Science can never be settled, which is precisely science's point. As scientific researcher Tedd Roberts explains, 'Science is a process, not a conclusion.' Though the Western world likes to view science as a 'settled accomplishment,' in reality, it is a continuous process of learning and growing. There is no such thing as 'proof' in science, but rather, science follows continually changing evidence.
This ever-changing aspect is illustrated in the scientific method itself, which can sometimes lead to consensus and scientific 'laws,' but most often produces theories that can be disproved over time. The method hinges on the premise that new conclusions must be accommodated when new evidence is introduced. In other words, even well-known and cited theories can be disproven when previously unknown information is presented. Because technology is ever-evolving and discoveries are constantly being made, scientific conclusions can never really be settled.
In fact, many widely accepted scientific theories have been debunked, including stomach ulcers developing from stress, immovable continents, a static universe, and phrenology--the study of skull bumps.
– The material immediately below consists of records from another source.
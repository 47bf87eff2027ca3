//! Command rejection taxonomy.
//!
//! Every rejected command leaves the game state untouched. Nothing here is
//! fatal; callers are free to ignore the error and keep playing.

use thiserror::Error;

pub type Result<T> = std::result::Result<T, CommandError>;

#[non_exhaustive]
#[derive(Debug, Clone, PartialEq, Error)]
pub enum CommandError {
    /// Pin number outside 1-12.
    #[error("no pin numbered {0} exists")]
    InvalidPinReference(u8),

    /// Re-knocking a fallen pin is a standing-only operation.
    #[error("pin {0} is already knocked")]
    AlreadyKnocked(u8),

    /// Command not accepted in the current phase (e.g. throwing while a
    /// throw is in flight, or anything but `new_game` after the game ends).
    #[error("command rejected: {0}")]
    IllegalCommandInState(&'static str),

    /// Throw target outside the pin area.
    #[error("throw target ({x:.0}, {y:.0}) is outside the pin area")]
    InvalidTarget { x: f32, y: f32 },
}
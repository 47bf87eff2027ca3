//! Deterministic game simulation
//!
//! All referee logic lives here. The module is pure and deterministic:
//! - Fixed tick step only
//! - Seeded RNG only; a fixed seed replays the same game
//! - No rendering or platform dependencies
//!
//! Commands are methods on [`GameState`] and run between ticks; [`tick`]
//! advances kinetic state one step at a time.

pub mod chain;
pub mod field;
pub mod kinematics;
pub mod scoring;
pub mod state;
pub mod throw;
pub mod tick;

pub use chain::{Task, TaskQueue};
pub use field::PinField;
pub use kinematics::{BodyMut, Bounds};
pub use scoring::points_for;
pub use state::{GameEvent, GamePhase, GameState, HistoryEntry, Pin, Player};
pub use throw::Throw;
pub use tick::tick;
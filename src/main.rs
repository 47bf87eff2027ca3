//! Headless referee demo
//!
//! Plays a full two-player game through the engine: each turn aims at a
//! random standing pin with a little scatter, runs the simulation until
//! everything settles, confirms the throw, and logs what the referee saw.
//! Pass a seed as the first argument to replay a specific game.

use glam::Vec2;
use rand::{Rng, SeedableRng};
use rand_pcg::Pcg32;

use molkky_referee::consts::*;
use molkky_referee::sim::{GameEvent, GameState, tick};

/// Hard cap on turns so a pathological seed can't loop forever
const MAX_TURNS: u32 = 200;

fn main() {
    env_logger::init();

    let seed = std::env::args()
        .nth(1)
        .and_then(|s| s.parse().ok())
        .unwrap_or(0xC0FFEE);
    log::info!("refereeing a demo game with seed {seed}");

    let mut state = GameState::new(seed);
    // Aiming jitter is the thrower's problem, not the referee's: keep it
    // on a separate stream so it never perturbs the simulation RNG.
    let mut aim = Pcg32::seed_from_u64(seed ^ 0x5EED_5EED);

    for _ in 0..MAX_TURNS {
        if state.game_over() {
            break;
        }

        let target = pick_target(&state, &mut aim);
        if let Err(err) = state.throw_at(target.x, target.y) {
            log::warn!("throw rejected: {err}");
            break;
        }
        settle(&mut state);

        if let Err(err) = state.confirm_throw() {
            log::warn!("confirm rejected: {err}");
            break;
        }
        report_events(&mut state);
        settle(&mut state);
    }

    let scoreboard = state.scoreboard_snapshot();
    match serde_json::to_string_pretty(&scoreboard) {
        Ok(json) => println!("{json}"),
        Err(err) => log::error!("could not serialize scoreboard: {err}"),
    }
}

/// Aim at a random standing pin, scattered by up to ~30 units
fn pick_target(state: &GameState, aim: &mut Pcg32) -> Vec2 {
    let standing = state.field.standing_pins();
    if standing.is_empty() {
        return Vec2::new(RACK_CENTER_X, RACK_START_Y + RACK_ROW_SPACING);
    }
    let pick = aim.random_range(0..standing.len());
    let jitter = Vec2::new(aim.random_range(-30.0..30.0), aim.random_range(-30.0..30.0));
    let target = standing[pick].pos + jitter;
    Vec2::new(
        target.x.clamp(0.0, FIELD_WIDTH),
        target.y.clamp(0.0, THROW_LINE_Y - 1.0),
    )
}

/// Tick until the throw lands, cascades finish, and every pin stops
fn settle(state: &mut GameState) {
    // Worst case is a full-rack cascade; a few seconds of ticks covers it
    for _ in 0..TICK_HZ * 30 {
        if state.settled() {
            return;
        }
        tick(state);
    }
    log::warn!("field did not settle in time");
}

fn report_events(state: &mut GameState) {
    for event in state.take_events() {
        match event {
            GameEvent::TurnScored {
                player,
                points,
                score_after,
            } => log::info!("player {player} scored {points}, now at {score_after}"),
            GameEvent::PlayerEliminated { player } => {
                log::info!("player {player} eliminated, back to zero")
            }
            GameEvent::GameOver { winner } => log::info!("player {winner} wins!"),
            _ => {}
        }
    }
}
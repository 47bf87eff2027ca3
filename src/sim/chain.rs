//! Probabilistic chain reactions and the deferred-task queue
//!
//! A falling pin can take neighbors with it. Each standing pin inside the
//! impact radius is knocked with fixed probability after a randomized
//! delay, so cascades stagger visibly instead of landing on one tick.
//! Scheduled knocks re-enter the same knock path, so chains propagate
//! transitively; already-knocked pins are skipped, which bounds every
//! cascade at the 12 pins that exist.
//!
//! Between-turn re-stand impulses ride the same queue, which keeps the
//! tick loop the only place deferred work executes and makes the whole
//! mechanism testable with a scripted clock.

use rand::Rng;
use rand_pcg::Pcg32;

use super::field::PinField;
use super::state::GameEvent;
use crate::consts::*;

/// Work item executed on a future tick
#[derive(Debug, Clone, Copy, PartialEq, Eq)]
pub enum Task {
    /// Cascade knock on the numbered pin
    Knock(u8),
    /// Re-stand impulse for the numbered pin
    Stand(u8),
}

#[derive(Debug, Clone, Copy)]
struct Scheduled {
    due: u64,
    task: Task,
}

/// Time-ordered queue of deferred tasks, drained once per tick
#[derive(Debug, Clone, Default)]
pub struct TaskQueue {
    // Kept sorted by due tick; ties preserve insertion order
    tasks: Vec<Scheduled>,
}

impl TaskQueue {
    pub fn schedule(&mut self, due: u64, task: Task) {
        let at = self.tasks.partition_point(|s| s.due <= due);
        self.tasks.insert(at, Scheduled { due, task });
    }

    /// Remove and return every task due at or before `now`, in due order
    pub fn drain_due(&mut self, now: u64) -> Vec<Task> {
        let split = self.tasks.partition_point(|s| s.due <= now);
        self.tasks.drain(..split).map(|s| s.task).collect()
    }

    /// Drop everything; used by resets so stale tasks never fire
    pub fn cancel_all(&mut self) {
        self.tasks.clear();
    }

    pub fn is_empty(&self) -> bool {
        self.tasks.is_empty()
    }

    pub fn len(&self) -> usize {
        self.tasks.len()
    }
}

/// Roll cascade knocks for every standing neighbor of a freshly knocked
/// source pin and schedule the ones that fire.
pub(crate) fn propagate(
    field: &PinField,
    source: u8,
    rng: &mut Pcg32,
    queue: &mut TaskQueue,
    now: u64,
    events: &mut Vec<GameEvent>,
) {
    let Some(source_pin) = field.pin(source) else {
        return;
    };
    let source_pos = source_pin.pos;

    for pin in field.pins() {
        if pin.number == source || pin.knocked {
            continue;
        }
        if pin.pos.distance(source_pos) >= IMPACT_RADIUS {
            continue;
        }
        if !rng.random_bool(CHAIN_PROBABILITY) {
            continue;
        }
        let delay = rng.random_range(CHAIN_DELAY_MIN_TICKS..=CHAIN_DELAY_MAX_TICKS);
        queue.schedule(now + delay, Task::Knock(pin.number));
        events.push(GameEvent::ChainTriggered {
            source,
            target: pin.number,
        });
        log::debug!(
            "chain: pin {} will take pin {} down in {} ticks",
            source,
            pin.number,
            delay
        );
    }
}
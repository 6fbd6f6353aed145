//! Emotion scores → background palette
//!
//! The emotion map only ever picks a discrete case: the strongest emotion
//! selects one of the fixed 4-color palettes below. Remote palette
//! generation belongs to a collaborator; these tables are the local
//! stand-in and the fallback.

use kotodama_core::Color;
use std::collections::HashMap;

fn hex(literal: &str) -> Color {
    Color::from_hex(literal).unwrap_or(Color::WHITE)
}

/// Soft default palette, also used when no emotion dominates
fn fallback() -> [Color; 4] {
    [hex("#E6E6FA"), hex("#B0E0E6"), hex("#F0E68C"), hex("#FFB6C1")]
}

/// Pick the palette for the strongest emotion
pub fn palette_for(emotions: &HashMap<String, f32>) -> [Color; 4] {
    let Some((name, _)) = emotions
        .iter()
        .max_by(|a, b| a.1.total_cmp(b.1))
    else {
        return fallback();
    };

    match name.as_str() {
        "happy" => [hex("#FFD700"), hex("#FFE680"), hex("#FFF4C2"), hex("#FFB347")],
        "sad" => [hex("#4169E1"), hex("#6A8DE8"), hex("#9BB2F0"), hex("#2E4FA3")],
        "angry" => [hex("#FF4500"), hex("#FF7040"), hex("#FF9E73"), hex("#C23616")],
        "fearful" => [hex("#800080"), hex("#9B4D9B"), hex("#B57EB5"), hex("#5C005C")],
        "disgusted" => [hex("#006400"), hex("#2E8B57"), hex("#66AA7F"), hex("#004B00")],
        "surprised" => [hex("#FF69B4"), hex("#FF8FC6"), hex("#FFB5D8"), hex("#E0489A")],
        _ => fallback(),
    }
}

/// Parse `name=value` pairs, comma-separated. Intensities clamp to [0, 1];
/// malformed entries are dropped.
pub fn parse_emotions(input: &str) -> HashMap<String, f32> {
    input
        .split(',')
        .filter_map(|pair| {
            let (name, value) = pair.split_once('=')?;
            let intensity: f32 = value.trim().parse().ok()?;
            Some((name.trim().to_string(), intensity.clamp(0.0, 1.0)))
        })
        .collect()
}

#[cfg(test)]
mod tests {
    use super::*;

    #[test]
    fn dominant_emotion_picks_its_palette() {
        let emotions = parse_emotions("happy=0.9,sad=0.3");
        let palette = palette_for(&emotions);
        assert_eq!(palette[0], Color::from_hex("#FFD700").unwrap());
    }

    #[test]
    fn unknown_or_empty_emotions_fall_back() {
        assert_eq!(palette_for(&HashMap::new()), fallback());
        let emotions = parse_emotions("melancholy=1.0");
        assert_eq!(palette_for(&emotions), fallback());
    }

    #[test]
    fn intensities_clamp_to_unit_range() {
        let emotions = parse_emotions("happy=7.5,sad=-2.0");
        assert_eq!(emotions["happy"], 1.0);
        assert_eq!(emotions["sad"], 0.0);
    }

    #[test]
    fn malformed_pairs_are_dropped() {
        let emotions = parse_emotions("happy=0.5,notapair,angry=x");
        assert_eq!(emotions.len(), 1);
        assert!(emotions.contains_key("happy"));
    }
}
Claiming science is settled on anything may lead to Scientism, a dangerous belief claiming that 'science alone can render truth about the world and reality.' When relying so heavily on one system and process, the world can be interpreted only in black and white, with little room for nuance. As astrophysicist Adam Frank explains, 'since science is so good at providing explanations, explanations are all that matter. It's an approach that levels human experience in ways that are both dangerous and sad.'
Finally, it must be noted that a good scientist will question everything, even the science itself.
In an ever-changing world marked by scientific advancements and evolving theories, settled science stands as a testament to the rigorous process underpinning our understanding of the natural world. Settled science refers to theories and conclusions that have withstood the test of time and are universally accepted by the scientific community. These robust findings are supported by several key elements: predictive power, reproducibility, empirical evidence, and practical applications.
Predictive power is a vital component of settled science, as it showcases the ability of a theory to forecast future outcomes or behaviors accurately. This power is a hallmark of well-established scientific principles, such as Newton's laws of motion or Einstein's theory of general relativity.
Reproducibility is another crucial aspect of settled science. When independent researchers can reliably replicate experimental results, it strengthens the validity of the original findings. This replication process eliminates potential biases or errors, ensuring that the scientific community can have confidence in the results.
Empirical evidence is the foundation upon which settled science is built. This evidence is gathered through rigorous observation, experimentation, and data analysis, often involving multiple independent research groups. As empirical evidence accumulates and converges towards a common understanding, a scientific consensus emerges, lending credibility to a given theory or hypothesis.
Lastly, practical applications demonstrate the real-world utility of settled science. For example, the principles of quantum mechanics have given rise to revolutionary technologies such as semiconductors and lasers, while understanding DNA has enabled breakthroughs in genetics and medicine.
In conclusion, settled science is a product of all these components, and these pillars work in harmony to provide a robust foundation for the scientific knowledge that shapes our understanding of the world and propels humanity forward.